=== Problem to work on ===
Below are the entries; tally the lines holding the string "IgnoredSourceMismatch" and give only that figure.

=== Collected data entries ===
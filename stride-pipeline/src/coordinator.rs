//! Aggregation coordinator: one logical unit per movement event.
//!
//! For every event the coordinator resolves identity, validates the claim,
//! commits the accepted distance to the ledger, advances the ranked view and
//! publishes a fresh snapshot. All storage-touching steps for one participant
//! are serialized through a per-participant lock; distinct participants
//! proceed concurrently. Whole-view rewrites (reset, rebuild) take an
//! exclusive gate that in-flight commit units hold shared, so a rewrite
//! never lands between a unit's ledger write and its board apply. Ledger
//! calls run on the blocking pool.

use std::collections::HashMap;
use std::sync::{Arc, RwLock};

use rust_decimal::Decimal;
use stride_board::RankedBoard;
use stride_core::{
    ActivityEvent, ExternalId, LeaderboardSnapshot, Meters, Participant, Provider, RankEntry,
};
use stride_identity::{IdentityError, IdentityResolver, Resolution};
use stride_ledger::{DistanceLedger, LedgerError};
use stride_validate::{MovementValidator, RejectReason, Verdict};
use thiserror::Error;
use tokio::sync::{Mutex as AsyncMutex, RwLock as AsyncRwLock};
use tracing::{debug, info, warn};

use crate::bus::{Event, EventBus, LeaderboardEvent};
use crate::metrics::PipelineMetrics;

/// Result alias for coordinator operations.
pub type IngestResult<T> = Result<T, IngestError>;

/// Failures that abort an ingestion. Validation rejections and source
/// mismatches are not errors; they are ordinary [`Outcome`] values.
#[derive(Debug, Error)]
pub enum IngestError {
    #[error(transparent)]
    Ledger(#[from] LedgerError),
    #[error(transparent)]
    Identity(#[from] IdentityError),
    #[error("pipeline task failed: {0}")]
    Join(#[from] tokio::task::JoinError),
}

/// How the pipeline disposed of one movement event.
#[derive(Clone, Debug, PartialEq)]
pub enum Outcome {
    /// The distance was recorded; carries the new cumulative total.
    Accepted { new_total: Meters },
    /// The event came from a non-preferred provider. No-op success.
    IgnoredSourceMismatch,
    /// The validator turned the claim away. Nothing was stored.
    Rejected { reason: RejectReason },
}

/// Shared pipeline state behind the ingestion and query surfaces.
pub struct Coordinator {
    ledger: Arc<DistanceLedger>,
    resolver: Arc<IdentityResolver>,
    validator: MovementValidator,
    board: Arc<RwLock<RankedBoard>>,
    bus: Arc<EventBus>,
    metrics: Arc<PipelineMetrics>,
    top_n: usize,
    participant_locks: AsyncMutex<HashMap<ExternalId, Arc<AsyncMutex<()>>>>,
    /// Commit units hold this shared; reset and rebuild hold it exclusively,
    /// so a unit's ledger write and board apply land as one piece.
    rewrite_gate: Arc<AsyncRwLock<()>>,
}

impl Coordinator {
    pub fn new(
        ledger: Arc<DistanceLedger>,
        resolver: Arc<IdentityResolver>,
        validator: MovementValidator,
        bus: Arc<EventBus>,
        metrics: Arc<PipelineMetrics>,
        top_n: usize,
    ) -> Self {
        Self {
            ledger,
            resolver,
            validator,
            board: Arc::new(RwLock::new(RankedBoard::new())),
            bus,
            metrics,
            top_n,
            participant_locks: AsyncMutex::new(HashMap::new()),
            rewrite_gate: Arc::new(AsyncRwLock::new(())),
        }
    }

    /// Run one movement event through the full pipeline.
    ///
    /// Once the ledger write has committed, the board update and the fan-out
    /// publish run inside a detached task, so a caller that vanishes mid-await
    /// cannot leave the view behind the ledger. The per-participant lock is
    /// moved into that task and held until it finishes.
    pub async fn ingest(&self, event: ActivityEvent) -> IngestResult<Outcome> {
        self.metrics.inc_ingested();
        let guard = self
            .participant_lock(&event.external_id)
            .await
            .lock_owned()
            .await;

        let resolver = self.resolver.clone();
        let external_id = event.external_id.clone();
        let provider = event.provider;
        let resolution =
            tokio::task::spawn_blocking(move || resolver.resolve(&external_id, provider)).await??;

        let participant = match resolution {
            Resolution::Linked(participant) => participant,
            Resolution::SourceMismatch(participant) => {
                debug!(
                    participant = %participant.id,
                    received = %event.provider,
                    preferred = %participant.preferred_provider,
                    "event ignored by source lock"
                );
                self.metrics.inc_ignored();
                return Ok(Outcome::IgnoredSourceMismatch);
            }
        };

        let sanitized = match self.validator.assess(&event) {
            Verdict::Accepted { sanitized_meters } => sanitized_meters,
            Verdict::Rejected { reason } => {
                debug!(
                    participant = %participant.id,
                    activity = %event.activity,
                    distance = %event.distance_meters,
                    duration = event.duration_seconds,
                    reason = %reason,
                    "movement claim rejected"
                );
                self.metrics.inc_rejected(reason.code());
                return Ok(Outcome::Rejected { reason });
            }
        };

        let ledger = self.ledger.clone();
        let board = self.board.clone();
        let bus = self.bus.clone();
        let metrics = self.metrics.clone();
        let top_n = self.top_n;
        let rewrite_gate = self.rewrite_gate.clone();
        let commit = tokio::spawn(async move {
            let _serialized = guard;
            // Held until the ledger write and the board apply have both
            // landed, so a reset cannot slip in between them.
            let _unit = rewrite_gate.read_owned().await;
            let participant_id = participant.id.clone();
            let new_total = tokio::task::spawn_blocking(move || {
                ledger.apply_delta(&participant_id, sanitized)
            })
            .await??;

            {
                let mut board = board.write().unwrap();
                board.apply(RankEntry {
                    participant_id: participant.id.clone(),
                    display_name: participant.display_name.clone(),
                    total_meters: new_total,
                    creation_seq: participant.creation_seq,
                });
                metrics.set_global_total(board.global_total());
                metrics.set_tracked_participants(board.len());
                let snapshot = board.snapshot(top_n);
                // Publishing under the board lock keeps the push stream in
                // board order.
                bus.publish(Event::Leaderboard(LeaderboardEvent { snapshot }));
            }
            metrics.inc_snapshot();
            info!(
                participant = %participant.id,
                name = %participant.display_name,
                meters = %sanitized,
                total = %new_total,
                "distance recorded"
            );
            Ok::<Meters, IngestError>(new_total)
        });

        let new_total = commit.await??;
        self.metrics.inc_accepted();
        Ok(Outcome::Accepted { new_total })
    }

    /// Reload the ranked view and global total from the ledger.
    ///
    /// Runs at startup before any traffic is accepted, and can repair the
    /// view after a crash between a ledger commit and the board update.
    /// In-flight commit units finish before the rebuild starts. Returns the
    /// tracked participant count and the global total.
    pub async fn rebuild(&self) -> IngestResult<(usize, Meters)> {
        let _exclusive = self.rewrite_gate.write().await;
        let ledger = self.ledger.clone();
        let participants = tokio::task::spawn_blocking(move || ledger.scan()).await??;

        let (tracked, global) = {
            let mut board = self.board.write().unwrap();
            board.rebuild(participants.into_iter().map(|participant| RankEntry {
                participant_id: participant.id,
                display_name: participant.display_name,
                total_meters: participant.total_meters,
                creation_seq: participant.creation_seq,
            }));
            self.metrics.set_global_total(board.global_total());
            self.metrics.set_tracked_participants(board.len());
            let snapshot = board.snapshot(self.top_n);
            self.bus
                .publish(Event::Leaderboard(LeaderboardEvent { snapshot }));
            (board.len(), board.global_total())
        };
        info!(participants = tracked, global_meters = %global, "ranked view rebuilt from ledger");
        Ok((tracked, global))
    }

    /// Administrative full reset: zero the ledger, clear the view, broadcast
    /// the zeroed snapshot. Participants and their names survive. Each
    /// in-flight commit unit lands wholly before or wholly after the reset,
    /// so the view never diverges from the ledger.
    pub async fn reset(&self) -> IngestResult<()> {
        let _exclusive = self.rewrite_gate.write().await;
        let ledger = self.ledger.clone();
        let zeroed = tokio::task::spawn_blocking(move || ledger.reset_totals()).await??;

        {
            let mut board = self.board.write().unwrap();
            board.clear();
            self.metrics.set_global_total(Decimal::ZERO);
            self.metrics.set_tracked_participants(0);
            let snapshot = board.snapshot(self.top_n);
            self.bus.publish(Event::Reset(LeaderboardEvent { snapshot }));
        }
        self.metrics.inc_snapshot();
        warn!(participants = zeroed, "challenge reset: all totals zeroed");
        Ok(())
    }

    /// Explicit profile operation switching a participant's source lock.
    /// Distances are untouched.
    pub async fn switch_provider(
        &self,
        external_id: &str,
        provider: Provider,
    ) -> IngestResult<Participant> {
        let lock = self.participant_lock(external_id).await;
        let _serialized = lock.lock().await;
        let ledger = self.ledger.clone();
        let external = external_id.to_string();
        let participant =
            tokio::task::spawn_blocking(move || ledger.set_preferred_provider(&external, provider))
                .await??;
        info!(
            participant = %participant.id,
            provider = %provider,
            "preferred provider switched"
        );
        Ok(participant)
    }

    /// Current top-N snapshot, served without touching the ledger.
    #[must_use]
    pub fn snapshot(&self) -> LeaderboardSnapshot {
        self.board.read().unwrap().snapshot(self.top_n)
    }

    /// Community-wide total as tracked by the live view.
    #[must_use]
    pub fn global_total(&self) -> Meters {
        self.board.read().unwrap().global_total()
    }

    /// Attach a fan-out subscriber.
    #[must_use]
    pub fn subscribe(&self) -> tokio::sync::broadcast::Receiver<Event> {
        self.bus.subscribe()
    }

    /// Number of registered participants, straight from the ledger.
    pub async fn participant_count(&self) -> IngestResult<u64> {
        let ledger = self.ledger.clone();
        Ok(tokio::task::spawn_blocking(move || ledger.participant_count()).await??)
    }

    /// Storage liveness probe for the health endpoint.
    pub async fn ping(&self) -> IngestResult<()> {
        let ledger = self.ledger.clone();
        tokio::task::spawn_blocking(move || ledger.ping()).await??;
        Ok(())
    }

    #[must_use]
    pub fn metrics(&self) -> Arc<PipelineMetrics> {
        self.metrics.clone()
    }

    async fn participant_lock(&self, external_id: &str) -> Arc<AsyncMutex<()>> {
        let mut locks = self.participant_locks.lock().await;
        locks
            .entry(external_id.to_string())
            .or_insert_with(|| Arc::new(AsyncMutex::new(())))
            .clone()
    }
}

=== Exercise answer ===
2